▶ Problem:
Which lines in the data below contain the word "GlobalArgs"? Copy each of them.

(Items from a data source)
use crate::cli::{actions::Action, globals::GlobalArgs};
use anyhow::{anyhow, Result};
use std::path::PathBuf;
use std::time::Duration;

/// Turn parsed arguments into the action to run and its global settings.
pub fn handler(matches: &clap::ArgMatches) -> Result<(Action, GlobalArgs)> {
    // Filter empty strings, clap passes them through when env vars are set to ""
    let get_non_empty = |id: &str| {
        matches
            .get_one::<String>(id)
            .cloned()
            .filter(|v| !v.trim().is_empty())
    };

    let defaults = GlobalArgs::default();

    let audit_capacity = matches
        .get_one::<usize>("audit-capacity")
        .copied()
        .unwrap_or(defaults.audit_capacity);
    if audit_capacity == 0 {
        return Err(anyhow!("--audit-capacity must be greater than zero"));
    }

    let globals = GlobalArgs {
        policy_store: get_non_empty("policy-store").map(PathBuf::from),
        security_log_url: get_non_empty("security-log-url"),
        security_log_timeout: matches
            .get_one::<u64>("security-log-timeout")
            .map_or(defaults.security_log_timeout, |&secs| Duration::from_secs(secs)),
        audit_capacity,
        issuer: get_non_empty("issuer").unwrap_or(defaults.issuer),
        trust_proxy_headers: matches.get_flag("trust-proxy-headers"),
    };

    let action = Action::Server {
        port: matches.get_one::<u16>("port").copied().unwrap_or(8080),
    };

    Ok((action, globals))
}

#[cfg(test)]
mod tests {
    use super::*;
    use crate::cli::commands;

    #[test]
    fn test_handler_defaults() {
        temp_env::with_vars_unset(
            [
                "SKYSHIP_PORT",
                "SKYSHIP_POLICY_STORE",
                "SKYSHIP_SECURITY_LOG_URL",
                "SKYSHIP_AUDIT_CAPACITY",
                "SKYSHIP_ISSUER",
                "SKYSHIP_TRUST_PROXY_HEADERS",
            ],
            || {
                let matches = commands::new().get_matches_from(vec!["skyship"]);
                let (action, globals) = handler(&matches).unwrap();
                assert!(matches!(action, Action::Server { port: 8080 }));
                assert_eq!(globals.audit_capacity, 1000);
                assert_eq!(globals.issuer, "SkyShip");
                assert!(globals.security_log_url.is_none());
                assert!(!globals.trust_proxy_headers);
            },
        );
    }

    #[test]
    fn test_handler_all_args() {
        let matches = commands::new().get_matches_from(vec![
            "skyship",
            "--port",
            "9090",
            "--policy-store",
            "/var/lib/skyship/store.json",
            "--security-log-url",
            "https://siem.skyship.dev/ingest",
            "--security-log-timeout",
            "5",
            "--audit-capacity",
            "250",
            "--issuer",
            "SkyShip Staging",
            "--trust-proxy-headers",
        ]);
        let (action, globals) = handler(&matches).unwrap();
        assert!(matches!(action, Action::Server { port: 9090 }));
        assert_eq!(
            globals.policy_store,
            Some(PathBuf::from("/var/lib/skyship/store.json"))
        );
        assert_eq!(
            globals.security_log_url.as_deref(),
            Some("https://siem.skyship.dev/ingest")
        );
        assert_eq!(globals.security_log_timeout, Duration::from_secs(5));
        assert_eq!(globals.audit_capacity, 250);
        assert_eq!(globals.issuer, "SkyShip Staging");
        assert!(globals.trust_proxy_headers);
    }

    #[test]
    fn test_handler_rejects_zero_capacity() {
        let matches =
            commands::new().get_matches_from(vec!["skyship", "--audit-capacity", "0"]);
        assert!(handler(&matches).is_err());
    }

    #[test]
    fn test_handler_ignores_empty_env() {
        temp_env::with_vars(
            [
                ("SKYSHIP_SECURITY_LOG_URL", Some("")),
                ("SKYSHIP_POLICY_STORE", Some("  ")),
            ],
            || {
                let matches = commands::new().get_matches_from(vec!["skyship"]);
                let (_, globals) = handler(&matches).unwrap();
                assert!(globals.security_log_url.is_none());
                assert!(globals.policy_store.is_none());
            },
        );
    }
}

* * *

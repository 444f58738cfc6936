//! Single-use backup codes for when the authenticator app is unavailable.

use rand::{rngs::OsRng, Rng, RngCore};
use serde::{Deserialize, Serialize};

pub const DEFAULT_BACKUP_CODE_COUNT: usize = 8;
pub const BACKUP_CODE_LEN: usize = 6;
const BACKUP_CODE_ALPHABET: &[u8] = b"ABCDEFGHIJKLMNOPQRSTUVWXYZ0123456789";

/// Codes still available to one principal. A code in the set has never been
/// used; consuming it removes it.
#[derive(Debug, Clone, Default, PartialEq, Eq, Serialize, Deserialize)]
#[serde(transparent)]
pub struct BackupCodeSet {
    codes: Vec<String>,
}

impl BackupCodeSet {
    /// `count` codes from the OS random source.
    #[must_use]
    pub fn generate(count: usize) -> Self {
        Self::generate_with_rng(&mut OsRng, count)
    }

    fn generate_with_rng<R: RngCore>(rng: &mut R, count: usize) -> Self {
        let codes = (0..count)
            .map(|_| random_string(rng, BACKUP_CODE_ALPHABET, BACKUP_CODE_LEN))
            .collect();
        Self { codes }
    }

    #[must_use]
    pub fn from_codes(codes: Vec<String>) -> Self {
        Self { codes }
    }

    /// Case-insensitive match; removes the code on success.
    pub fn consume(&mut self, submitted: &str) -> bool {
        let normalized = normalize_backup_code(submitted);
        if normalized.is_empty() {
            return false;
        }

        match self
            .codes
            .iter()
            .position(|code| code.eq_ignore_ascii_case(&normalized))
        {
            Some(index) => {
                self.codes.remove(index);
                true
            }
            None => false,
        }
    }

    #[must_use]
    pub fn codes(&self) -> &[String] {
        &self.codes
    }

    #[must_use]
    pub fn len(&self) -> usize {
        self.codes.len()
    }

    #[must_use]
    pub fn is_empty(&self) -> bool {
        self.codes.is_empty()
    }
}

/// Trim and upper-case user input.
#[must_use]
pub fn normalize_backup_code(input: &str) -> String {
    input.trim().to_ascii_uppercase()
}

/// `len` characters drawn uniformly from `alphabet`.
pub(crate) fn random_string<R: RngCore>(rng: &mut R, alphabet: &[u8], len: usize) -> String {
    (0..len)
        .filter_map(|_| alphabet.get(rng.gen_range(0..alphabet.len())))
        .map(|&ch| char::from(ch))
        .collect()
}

* * *

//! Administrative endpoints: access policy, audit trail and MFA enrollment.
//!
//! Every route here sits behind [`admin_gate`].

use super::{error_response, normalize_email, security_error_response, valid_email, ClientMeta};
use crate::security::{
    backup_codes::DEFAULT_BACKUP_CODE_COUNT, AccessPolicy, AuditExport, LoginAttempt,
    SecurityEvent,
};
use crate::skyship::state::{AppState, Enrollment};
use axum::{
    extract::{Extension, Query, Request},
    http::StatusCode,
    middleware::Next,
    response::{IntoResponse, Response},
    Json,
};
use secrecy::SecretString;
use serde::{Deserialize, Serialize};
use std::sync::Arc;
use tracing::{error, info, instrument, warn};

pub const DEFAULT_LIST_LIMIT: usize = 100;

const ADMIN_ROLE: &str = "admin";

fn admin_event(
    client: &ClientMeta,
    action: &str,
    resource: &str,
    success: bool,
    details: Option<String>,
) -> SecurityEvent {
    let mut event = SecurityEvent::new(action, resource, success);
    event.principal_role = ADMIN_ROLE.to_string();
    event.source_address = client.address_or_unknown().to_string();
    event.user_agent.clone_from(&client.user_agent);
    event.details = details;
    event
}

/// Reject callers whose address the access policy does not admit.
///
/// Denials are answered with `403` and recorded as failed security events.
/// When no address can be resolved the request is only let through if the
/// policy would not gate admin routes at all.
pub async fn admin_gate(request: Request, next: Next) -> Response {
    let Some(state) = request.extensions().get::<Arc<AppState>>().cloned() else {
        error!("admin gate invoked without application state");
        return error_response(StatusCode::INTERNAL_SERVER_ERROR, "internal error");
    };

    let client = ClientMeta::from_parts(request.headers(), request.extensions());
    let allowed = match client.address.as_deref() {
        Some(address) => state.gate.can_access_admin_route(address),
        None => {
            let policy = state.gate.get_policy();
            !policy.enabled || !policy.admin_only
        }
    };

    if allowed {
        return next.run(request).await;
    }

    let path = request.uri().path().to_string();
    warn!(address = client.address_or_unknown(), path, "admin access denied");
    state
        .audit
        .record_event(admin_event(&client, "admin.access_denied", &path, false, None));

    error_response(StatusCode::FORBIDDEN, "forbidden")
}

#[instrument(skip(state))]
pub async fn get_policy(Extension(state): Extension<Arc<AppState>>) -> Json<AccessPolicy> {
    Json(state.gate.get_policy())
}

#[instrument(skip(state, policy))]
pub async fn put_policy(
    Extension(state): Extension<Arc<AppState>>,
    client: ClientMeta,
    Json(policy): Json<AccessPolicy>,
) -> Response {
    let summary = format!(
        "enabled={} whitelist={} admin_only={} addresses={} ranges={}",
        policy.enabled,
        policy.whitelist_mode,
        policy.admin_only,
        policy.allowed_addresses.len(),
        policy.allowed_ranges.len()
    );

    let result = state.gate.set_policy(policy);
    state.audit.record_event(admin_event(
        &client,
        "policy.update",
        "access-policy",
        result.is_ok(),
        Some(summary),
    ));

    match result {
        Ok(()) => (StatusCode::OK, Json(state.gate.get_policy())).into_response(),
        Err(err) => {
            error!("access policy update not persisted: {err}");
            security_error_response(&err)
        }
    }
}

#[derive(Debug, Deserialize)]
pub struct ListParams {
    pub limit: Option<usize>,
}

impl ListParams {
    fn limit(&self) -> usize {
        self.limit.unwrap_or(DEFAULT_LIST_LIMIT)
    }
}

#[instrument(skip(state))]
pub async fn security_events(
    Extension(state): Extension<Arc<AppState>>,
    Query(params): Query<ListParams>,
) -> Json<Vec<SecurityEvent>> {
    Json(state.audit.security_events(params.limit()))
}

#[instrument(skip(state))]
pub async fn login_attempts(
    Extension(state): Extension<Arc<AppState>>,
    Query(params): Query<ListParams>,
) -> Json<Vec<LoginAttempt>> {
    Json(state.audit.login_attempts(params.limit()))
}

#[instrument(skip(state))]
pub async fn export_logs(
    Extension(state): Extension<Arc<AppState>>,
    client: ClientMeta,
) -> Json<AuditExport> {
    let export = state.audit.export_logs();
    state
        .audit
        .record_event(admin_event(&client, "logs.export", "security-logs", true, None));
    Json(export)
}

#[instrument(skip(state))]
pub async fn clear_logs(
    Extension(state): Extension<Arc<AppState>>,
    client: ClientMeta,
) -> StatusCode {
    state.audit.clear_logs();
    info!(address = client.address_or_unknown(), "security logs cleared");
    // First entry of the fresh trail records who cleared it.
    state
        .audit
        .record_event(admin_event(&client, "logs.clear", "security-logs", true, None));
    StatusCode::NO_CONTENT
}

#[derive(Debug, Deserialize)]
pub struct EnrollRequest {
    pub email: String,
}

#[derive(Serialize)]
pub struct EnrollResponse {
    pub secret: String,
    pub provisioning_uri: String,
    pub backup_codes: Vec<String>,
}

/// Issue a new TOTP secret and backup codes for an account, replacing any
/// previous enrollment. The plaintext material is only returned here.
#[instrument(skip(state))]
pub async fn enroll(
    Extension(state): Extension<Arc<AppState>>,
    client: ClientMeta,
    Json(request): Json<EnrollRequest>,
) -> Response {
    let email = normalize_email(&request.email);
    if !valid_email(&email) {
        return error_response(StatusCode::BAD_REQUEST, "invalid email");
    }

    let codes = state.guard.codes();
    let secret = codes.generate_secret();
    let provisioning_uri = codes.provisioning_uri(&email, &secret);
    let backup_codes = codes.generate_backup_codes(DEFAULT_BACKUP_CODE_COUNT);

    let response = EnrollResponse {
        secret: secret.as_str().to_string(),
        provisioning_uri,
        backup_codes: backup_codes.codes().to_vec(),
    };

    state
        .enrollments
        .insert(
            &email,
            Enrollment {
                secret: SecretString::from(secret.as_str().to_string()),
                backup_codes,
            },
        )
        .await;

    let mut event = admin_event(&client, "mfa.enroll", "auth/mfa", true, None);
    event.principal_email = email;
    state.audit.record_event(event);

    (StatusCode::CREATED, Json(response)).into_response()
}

▶ Your response:
use crate::cli::{actions::Action, globals::GlobalArgs};
pub fn handler(matches: &clap::ArgMatches) -> Result<(Action, GlobalArgs)> {
    let defaults = GlobalArgs::default();
    let globals = GlobalArgs {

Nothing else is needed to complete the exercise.